WORK TASK:
Count the lines below that contain the word "filename", and state only that number.

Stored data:
....

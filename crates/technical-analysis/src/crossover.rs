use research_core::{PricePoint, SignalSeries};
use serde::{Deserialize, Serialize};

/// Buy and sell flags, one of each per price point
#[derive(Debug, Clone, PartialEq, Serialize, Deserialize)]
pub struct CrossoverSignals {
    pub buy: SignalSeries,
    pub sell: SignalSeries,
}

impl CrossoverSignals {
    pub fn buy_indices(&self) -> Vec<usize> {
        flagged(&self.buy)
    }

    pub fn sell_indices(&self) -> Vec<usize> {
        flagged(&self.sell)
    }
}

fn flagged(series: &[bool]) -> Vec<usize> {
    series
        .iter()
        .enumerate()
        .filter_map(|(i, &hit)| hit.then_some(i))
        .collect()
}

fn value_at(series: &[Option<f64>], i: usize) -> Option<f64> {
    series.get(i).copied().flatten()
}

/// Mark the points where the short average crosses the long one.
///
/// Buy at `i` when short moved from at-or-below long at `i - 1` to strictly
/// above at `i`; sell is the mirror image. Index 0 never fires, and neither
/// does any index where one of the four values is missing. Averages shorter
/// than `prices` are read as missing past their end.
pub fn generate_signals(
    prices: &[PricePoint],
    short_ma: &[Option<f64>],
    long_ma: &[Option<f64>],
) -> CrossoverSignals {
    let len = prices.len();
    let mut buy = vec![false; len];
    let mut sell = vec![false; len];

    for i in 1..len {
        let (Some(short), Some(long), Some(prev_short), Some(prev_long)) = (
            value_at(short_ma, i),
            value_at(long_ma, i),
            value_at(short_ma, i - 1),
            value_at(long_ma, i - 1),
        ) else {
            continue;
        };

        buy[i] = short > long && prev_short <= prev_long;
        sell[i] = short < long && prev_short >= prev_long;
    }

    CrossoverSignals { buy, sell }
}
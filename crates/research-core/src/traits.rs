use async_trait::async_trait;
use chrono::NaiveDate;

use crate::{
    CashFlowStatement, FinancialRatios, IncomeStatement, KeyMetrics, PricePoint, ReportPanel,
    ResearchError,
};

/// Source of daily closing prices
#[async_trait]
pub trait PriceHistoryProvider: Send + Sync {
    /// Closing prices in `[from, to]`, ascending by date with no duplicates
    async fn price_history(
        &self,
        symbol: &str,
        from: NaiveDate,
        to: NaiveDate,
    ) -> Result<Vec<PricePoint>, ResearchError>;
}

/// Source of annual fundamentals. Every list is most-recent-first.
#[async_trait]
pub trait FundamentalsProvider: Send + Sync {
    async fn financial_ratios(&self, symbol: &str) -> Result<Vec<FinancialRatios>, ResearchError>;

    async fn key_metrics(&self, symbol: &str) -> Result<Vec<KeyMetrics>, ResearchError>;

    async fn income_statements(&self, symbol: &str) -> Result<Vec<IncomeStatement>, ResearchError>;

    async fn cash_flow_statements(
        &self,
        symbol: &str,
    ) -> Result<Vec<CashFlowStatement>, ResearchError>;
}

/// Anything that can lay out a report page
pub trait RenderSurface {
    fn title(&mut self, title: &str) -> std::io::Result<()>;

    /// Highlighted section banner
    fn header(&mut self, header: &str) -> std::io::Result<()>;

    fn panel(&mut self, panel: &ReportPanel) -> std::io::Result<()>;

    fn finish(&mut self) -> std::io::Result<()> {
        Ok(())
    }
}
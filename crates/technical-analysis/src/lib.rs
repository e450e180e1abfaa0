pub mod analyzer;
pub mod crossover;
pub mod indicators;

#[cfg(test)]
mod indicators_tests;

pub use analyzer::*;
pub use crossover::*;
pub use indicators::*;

....

ANSWER TO THE EXERCISE:
3